>>>>

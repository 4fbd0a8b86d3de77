//! rptexport main entrypoint.

use rptexport::run;
use rptexport::ui::messages::error;

fn main() {
    if let Err(e) = run() {
        error(format!("Error: {}", e));
        std::process::exit(1);
    }
}
use crate::config::Config;
use crate::core::stats::TreeStats;
use crate::db::load_db;
use crate::errors::AppResult;
use crate::ui::messages::header;
use crate::utils::colors::{CYAN, GREEN, GREY, RESET, YELLOW};
use crate::utils::path::expand_tilde;
use crate::utils::table::Table;
use crate::utils::time::format_total_seconds;
use std::fs;

/// Handle the `info` command
pub fn handle(cfg: &Config) -> AppResult<()> {
    let db = load_db(&cfg.database)?;
    let stats = TreeStats::collect(&db.root);

    header("ProcrastiTracker database");

    let file_size = fs::metadata(expand_tilde(&cfg.database)).map(|m| m.len()).unwrap_or(0);
    println!("{}• File:{} {}{}{}", CYAN, RESET, YELLOW, cfg.database, RESET);
    println!("{}• Size:{} {:.1} KB", CYAN, RESET, file_size as f64 / 1024.0);
    println!("{}• Version:{} {}", CYAN, RESET, db.version);
    println!("{}• Magic:{} {}", CYAN, RESET, db.magic);
    println!("{}• Minifilter:{} {}", CYAN, RESET, db.minifilter);
    println!("{}• Foldlevel:{} {}", CYAN, RESET, db.foldlevel);
    println!(
        "{}• Prefs:{} {}",
        CYAN,
        RESET,
        db.prefs
            .iter()
            .map(u32::to_string)
            .collect::<Vec<_>>()
            .join(", ")
    );

    //
    // TAGS
    //
    println!("{}• Tags:{} {}", CYAN, RESET, db.numtags);
    let mut table = Table::new(vec!["#", "name", "id"]);
    for (i, tag) in db.tags.iter().enumerate() {
        table.add_row(vec![i.to_string(), tag.name(), tag.id_hex()]);
    }
    for line in table.render(&cfg.separator_char).lines() {
        println!("    {line}");
    }

    //
    // TREE TOTALS
    //
    println!(
        "{}• Nodes:{} {}{}{} ({} hidden, max depth {})",
        CYAN, RESET, GREEN, stats.nodes, RESET, stats.hidden_nodes, stats.max_depth
    );
    println!("{}• Day records:{} {}{}{}", CYAN, RESET, GREEN, stats.days, RESET);
    println!(
        "{}• Active time:{} {}",
        CYAN,
        RESET,
        format_total_seconds(stats.active_seconds)
    );
    println!(
        "{}• Semi-idle time:{} {}",
        CYAN,
        RESET,
        format_total_seconds(stats.semi_idle_seconds)
    );

    let fmt_date = |d: Option<crate::models::PackedDate>| {
        d.map(|d| d.to_string())
            .unwrap_or_else(|| format!("{GREY}--{RESET}"))
    };

    println!("{}• Date range:{}", CYAN, RESET);
    println!("    from: {}", fmt_date(stats.first_date));
    println!("    to:   {}", fmt_date(stats.last_date));

    Ok(())
}
#![allow(dead_code)]
use assert_cmd::{Command, cargo_bin_cmd};
use flate2::Compression;
use flate2::write::{GzEncoder, ZlibEncoder};
use std::env;
use std::fs;
use std::io::Write;
use std::path::PathBuf;

/// Binary under test, isolated from any real configuration file.
pub fn rpt() -> Command {
    let mut cmd = cargo_bin_cmd!("rptexport");
    cmd.env(
        "RPTEXPORT_CONFIG_DIR",
        env::temp_dir().join("rptexport_tests_no_config"),
    );
    cmd
}

pub fn pack_date(year: u16, month: u16, day: u16) -> u16 {
    ((year - 2000) << 9) | (month << 5) | day
}

#[derive(Clone)]
pub struct DayRec {
    pub packed_date: u16,
    pub first_minute: u16,
    pub active: u32,
    pub semi_idle: u32,
    pub counters: [u32; 4],
}

pub fn day(year: u16, month: u16, d: u16, first_minute: u16, active: u32, semi_idle: u32) -> DayRec {
    DayRec {
        packed_date: pack_date(year, month, d),
        first_minute,
        active,
        semi_idle,
        counters: [0; 4],
    }
}

impl DayRec {
    pub fn counters(mut self, key: u32, lmb: u32, rmb: u32, scrollwheel: u32) -> Self {
        self.counters = [key, lmb, rmb, scrollwheel];
        self
    }

    fn write(&self, out: &mut Vec<u8>) {
        out.extend(self.packed_date.to_le_bytes());
        out.extend(self.first_minute.to_le_bytes());
        out.extend(self.active.to_le_bytes());
        out.extend(self.semi_idle.to_le_bytes());
        for c in self.counters {
            out.extend(c.to_le_bytes());
        }
    }
}

#[derive(Clone)]
pub struct NodeImage {
    pub name: String,
    pub tagindex: u32,
    pub hidden: bool,
    pub days: Vec<DayRec>,
    pub children: Vec<NodeImage>,
}

pub fn node(name: &str) -> NodeImage {
    NodeImage {
        name: name.to_string(),
        tagindex: 0,
        hidden: false,
        days: Vec::new(),
        children: Vec::new(),
    }
}

impl NodeImage {
    pub fn tag(mut self, index: u32) -> Self {
        self.tagindex = index;
        self
    }

    pub fn hidden(mut self) -> Self {
        self.hidden = true;
        self
    }

    pub fn day(mut self, d: DayRec) -> Self {
        self.days.push(d);
        self
    }

    pub fn child(mut self, c: NodeImage) -> Self {
        self.children.push(c);
        self
    }

    fn write(&self, out: &mut Vec<u8>) {
        out.extend(self.name.as_bytes());
        out.push(0);
        out.extend(self.tagindex.to_le_bytes());
        out.push(self.hidden as u8);
        out.extend((self.days.len() as u32).to_le_bytes());
        for d in &self.days {
            d.write(out);
        }
        out.extend((self.children.len() as u32).to_le_bytes());
        for c in &self.children {
            c.write(out);
        }
    }
}

/// Decompressed database image.
pub struct DbImage {
    pub version: u32,
    /// Magic as stored on disk (byte-reversed).
    pub magic: [u8; 4],
    pub tags: Vec<(String, u32)>,
    pub minifilter: u32,
    pub foldlevel: u32,
    pub prefs: [u32; 10],
    pub root: NodeImage,
}

impl DbImage {
    pub fn new(root: NodeImage) -> Self {
        Self {
            version: 13,
            magic: *b"FFTP",
            tags: vec![("work".to_string(), 1)],
            minifilter: 0,
            foldlevel: 0,
            prefs: [0; 10],
            root,
        }
    }

    pub fn tags(mut self, tags: &[(&str, u32)]) -> Self {
        self.tags = tags.iter().map(|(n, id)| (n.to_string(), *id)).collect();
        self
    }

    pub fn header_bytes(&self) -> Vec<u8> {
        let mut out = Vec::new();
        out.extend(self.version.to_le_bytes());
        out.extend(self.magic);
        out.extend((self.tags.len() as u32).to_le_bytes());
        for (name, id) in &self.tags {
            let mut field = [0u8; 32];
            field[..name.len()].copy_from_slice(name.as_bytes());
            out.extend(field);
            out.extend(id.to_le_bytes());
        }
        out.extend(self.minifilter.to_le_bytes());
        out.extend(self.foldlevel.to_le_bytes());
        for p in self.prefs {
            out.extend(p.to_le_bytes());
        }
        out
    }

    pub fn to_bytes(&self) -> Vec<u8> {
        let mut out = self.header_bytes();
        self.root.write(&mut out);
        out
    }
}

/// The single-row database used throughout the tests.
pub fn sample_db() -> DbImage {
    DbImage::new(node("root").day(day(2025, 1, 1, 1245, 6610, 0)))
}

/// A small tree: days, nested children, a day-less node and a hidden one.
pub fn tree_db() -> DbImage {
    let root = node("root")
        .day(day(2025, 1, 1, 1245, 6610, 0))
        .child(
            node("firefox.exe")
                .tag(1)
                .day(day(2025, 1, 2, 540, 3600, 120).counters(10, 20, 3, 4))
                .day(day(2025, 2, 3, 600, 59, 61))
                .child(node("github.com")),
        )
        .child(node("games").hidden().child(node("solitaire.exe").day(day(2024, 12, 31, 0, 1, 0))));

    DbImage::new(root).tags(&[("work", 1), ("browsing", 0xbeef)])
}

pub fn gzip(bytes: &[u8]) -> Vec<u8> {
    let mut enc = GzEncoder::new(Vec::new(), Compression::default());
    enc.write_all(bytes).expect("gzip write");
    enc.finish().expect("gzip finish")
}

pub fn zlib(bytes: &[u8]) -> Vec<u8> {
    let mut enc = ZlibEncoder::new(Vec::new(), Compression::default());
    enc.write_all(bytes).expect("zlib write");
    enc.finish().expect("zlib finish")
}

/// Write a gzip-compressed database into the temp dir and return its path.
pub fn write_db_file(name: &str, image: &DbImage) -> String {
    let mut path: PathBuf = env::temp_dir();
    path.push(format!("{}_rptexport_db.PT", name));
    fs::write(&path, gzip(&image.to_bytes())).expect("write db file");
    path.to_string_lossy().to_string()
}

/// Create a temporary output file path inside tempdir and ensure it's removed
pub fn temp_out(name: &str, ext: &str) -> String {
    let mut path: PathBuf = env::temp_dir();
    path.push(format!("{}_rptexport_out.{}", name, ext));
    let p = path.to_string_lossy().to_string();
    fs::remove_file(&p).ok();
    p
}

<<<<

### EXERCISE BRIEF
Which lines above contain the word "children"? Copy all of them.

### RESPONSE TO THIS TASK
    pub children: Vec<NodeImage>,
        children: Vec::new(),
        self.children.push(c);
        out.extend((self.children.len() as u32).to_le_bytes());
        for c in &self.children {
/// A small tree: days, nested children, a day-less node and a hidden one.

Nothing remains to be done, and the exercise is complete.